Problem requirements: Say how many lines in the records contain the string "iter". Nothing but the number should be given.

(Saved entries)

//! Rectangle and color primitives shared by layout, interaction and paint.
//!
//! Rectangles carry a signed origin so windows can be dragged partially off
//! the viewport; sizes never go negative.

/// Axis-aligned rectangle with a top-left origin.
#[derive(Debug, Clone, Copy, PartialEq, Eq, Default, Hash)]
pub struct Rect {
    pub x: i32,
    pub y: i32,
    pub width: i32,
    pub height: i32,
}

impl Rect {
    /// Build a rectangle, clamping negative sizes to zero.
    pub const fn new(x: i32, y: i32, width: i32, height: i32) -> Self {
        Self {
            x,
            y,
            width: if width < 0 { 0 } else { width },
            height: if height < 0 { 0 } else { height },
        }
    }

    pub fn right(&self) -> i32 {
        self.x.saturating_add(self.width)
    }

    pub fn bottom(&self) -> i32 {
        self.y.saturating_add(self.height)
    }

    pub fn is_empty(&self) -> bool {
        self.width == 0 || self.height == 0
    }

    pub fn with_origin(self, x: i32, y: i32) -> Self {
        Self { x, y, ..self }
    }

    pub fn contains(&self, x: i32, y: i32) -> bool {
        point_in_rect(*self, x, y)
    }

    /// Overlap of two rectangles, or an empty rectangle at `self`'s origin.
    pub fn intersection(&self, other: Rect) -> Rect {
        let x0 = self.x.max(other.x);
        let y0 = self.y.max(other.y);
        let x1 = self.right().min(other.right());
        let y1 = self.bottom().min(other.bottom());
        if x1 <= x0 || y1 <= y0 {
            return Rect::new(self.x, self.y, 0, 0);
        }
        Rect::new(x0, y0, x1 - x0, y1 - y0)
    }
}

/// 8-bit RGBA color.
#[derive(Debug, Clone, Copy, PartialEq, Eq, Default, Hash)]
pub struct Color {
    pub r: u8,
    pub g: u8,
    pub b: u8,
    pub a: u8,
}

impl Color {
    pub const fn rgb(r: u8, g: u8, b: u8) -> Self {
        Self { r, g, b, a: 255 }
    }

    pub const fn rgba(r: u8, g: u8, b: u8, a: u8) -> Self {
        Self { r, g, b, a }
    }

    pub fn is_opaque(&self) -> bool {
        self.a == 255
    }

    /// Composite `self` over an opaque `dst`. The result is opaque.
    pub fn over(self, dst: Color) -> Color {
        let a = self.a as u32;
        let inv = 255 - a;
        let mix = |s: u8, d: u8| ((s as u32 * a + d as u32 * inv + 127) / 255) as u8;
        Color::rgb(mix(self.r, dst.r), mix(self.g, dst.g), mix(self.b, dst.b))
    }
}

/// Half-open containment: the top-left corner is inside, the right and
/// bottom edges are not.
pub fn point_in_rect(rect: Rect, x: i32, y: i32) -> bool {
    if rect.is_empty() {
        return false;
    }
    x >= rect.x && x < rect.right() && y >= rect.y && y < rect.bottom()
}

/// Rectangle of the given size whose midpoint is `(cx, cy)`.
pub fn centered_rect(cx: i32, cy: i32, width: i32, height: i32) -> Rect {
    Rect::new(cx - width / 2, cy - height / 2, width, height)
}

/// Move every edge inward by `by`. Collapses to zero size instead of
/// inverting.
pub fn shrink(rect: Rect, by: i32) -> Rect {
    Rect::new(
        rect.x.saturating_add(by),
        rect.y.saturating_add(by),
        rect.width.saturating_sub(by.saturating_mul(2)),
        rect.height.saturating_sub(by.saturating_mul(2)),
    )
}

/// Decompose the frame of `rect` into top, bottom, left and right bars of
/// the given thickness. The side bars span only the rows between the top
/// and bottom bars so no cell is covered twice. When the frame is thicker
/// than half the rect, the bottom and right bars get what is left.
pub fn outline_rects(rect: Rect, thickness: i32) -> [Rect; 4] {
    let t = thickness.max(0);
    let top = t.min(rect.height);
    let bottom = t.min(rect.height - top);
    let left = t.min(rect.width);
    let right = t.min(rect.width - left);
    let y = rect.y.saturating_add(top);
    let inner_height = rect.height - top - bottom;
    [
        Rect::new(rect.x, rect.y, rect.width, top),
        Rect::new(rect.x, rect.bottom() - bottom, rect.width, bottom),
        Rect::new(rect.x, y, left, inner_height),
        Rect::new(rect.right() - right, y, right, inner_height),
    ]
}

#[cfg(test)]
mod tests {
    use super::*;

    #[test]
    fn containment_is_half_open() {
        let r = Rect::new(0, 0, 10, 10);
        assert!(point_in_rect(r, 0, 0));
        assert!(point_in_rect(r, 9, 9));
        assert!(!point_in_rect(r, 10, 0));
        assert!(!point_in_rect(r, 0, 10));
        assert!(!point_in_rect(r, -1, 5));
    }

    #[test]
    fn empty_rect_contains_nothing() {
        assert!(!point_in_rect(Rect::new(3, 3, 0, 4), 3, 3));
        assert!(!point_in_rect(Rect::new(3, 3, 4, 0), 3, 3));
    }

    #[test]
    fn new_clamps_negative_sizes() {
        let r = Rect::new(1, 2, -5, -1);
        assert_eq!(r.width, 0);
        assert_eq!(r.height, 0);
    }

    #[test]
    fn centered_rect_straddles_midpoint() {
        let r = centered_rect(500, 400, 100, 100);
        assert_eq!(r, Rect::new(450, 350, 100, 100));
    }

    #[test]
    fn shrink_moves_edges_inward_and_collapses() {
        assert_eq!(shrink(Rect::new(10, 10, 50, 30), 2), Rect::new(12, 12, 46, 26));
        let collapsed = shrink(Rect::new(0, 0, 3, 3), 2);
        assert_eq!(collapsed.width, 0);
        assert_eq!(collapsed.height, 0);
    }

    #[test]
    fn outline_covers_frame_without_overlap() {
        let r = Rect::new(0, 0, 6, 4);
        let [top, bottom, left, right] = outline_rects(r, 1);
        assert_eq!(top, Rect::new(0, 0, 6, 1));
        assert_eq!(bottom, Rect::new(0, 3, 6, 1));
        assert_eq!(left, Rect::new(0, 1, 1, 2));
        assert_eq!(right, Rect::new(5, 1, 1, 2));

        let area: i32 = [top, bottom, left, right]
            .iter()
            .map(|r| r.width * r.height)
            .sum();
        // 6*4 frame minus the 4*2 interior
        assert_eq!(area, 16);
    }

    #[test]
    fn outline_thickness_clamped_to_rect() {
        let [top, bottom, left, right] = outline_rects(Rect::new(0, 0, 2, 8), 5);
        assert_eq!(top, Rect::new(0, 0, 2, 5));
        assert_eq!(bottom, Rect::new(0, 5, 2, 3));
        assert!(left.is_empty());
        assert!(right.is_empty());
    }

    #[test]
    fn thick_outline_never_covers_a_cell_twice() {
        for (w, h, t) in [(2, 8, 5), (3, 3, 2), (5, 2, 1), (7, 9, 4), (1, 1, 3)] {
            let r = Rect::new(4, -2, w, h);
            let bars = outline_rects(r, t);
            for y in r.y..r.bottom() {
                for x in r.x..r.right() {
                    let hits = bars.iter().filter(|b| b.contains(x, y)).count();
                    assert!(hits <= 1, "cell ({x},{y}) covered {hits} times for {w}x{h} t={t}");
                }
            }
        }
    }

    #[test]
    fn shrink_saturates_at_extreme_origins() {
        let r = shrink(Rect::new(i32::MAX - 1, i32::MAX - 1, 10, 10), 3);
        assert_eq!(r.x, i32::MAX);
        assert_eq!(r.y, i32::MAX);
        assert_eq!(r.width, 4);
    }

    #[test]
    fn intersection_clips_and_handles_disjoint() {
        let a = Rect::new(-5, 3, 20, 6);
        let bounds = Rect::new(0, 0, 80, 24);
        assert_eq!(a.intersection(bounds), Rect::new(0, 3, 15, 6));
        assert!(Rect::new(100, 100, 1, 1).intersection(bounds).is_empty());
    }

    #[test]
    fn alpha_over_blends_toward_source() {
        let dst = Color::rgb(0, 0, 0);
        assert_eq!(Color::rgb(200, 100, 0).over(dst), Color::rgb(200, 100, 0));
        assert_eq!(Color::rgba(255, 255, 255, 0).over(dst), dst);
        let half = Color::rgba(255, 0, 0, 128).over(dst);
        assert_eq!(half.r, 128);
        assert!(half.is_opaque());
    }
}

Result for this task: 2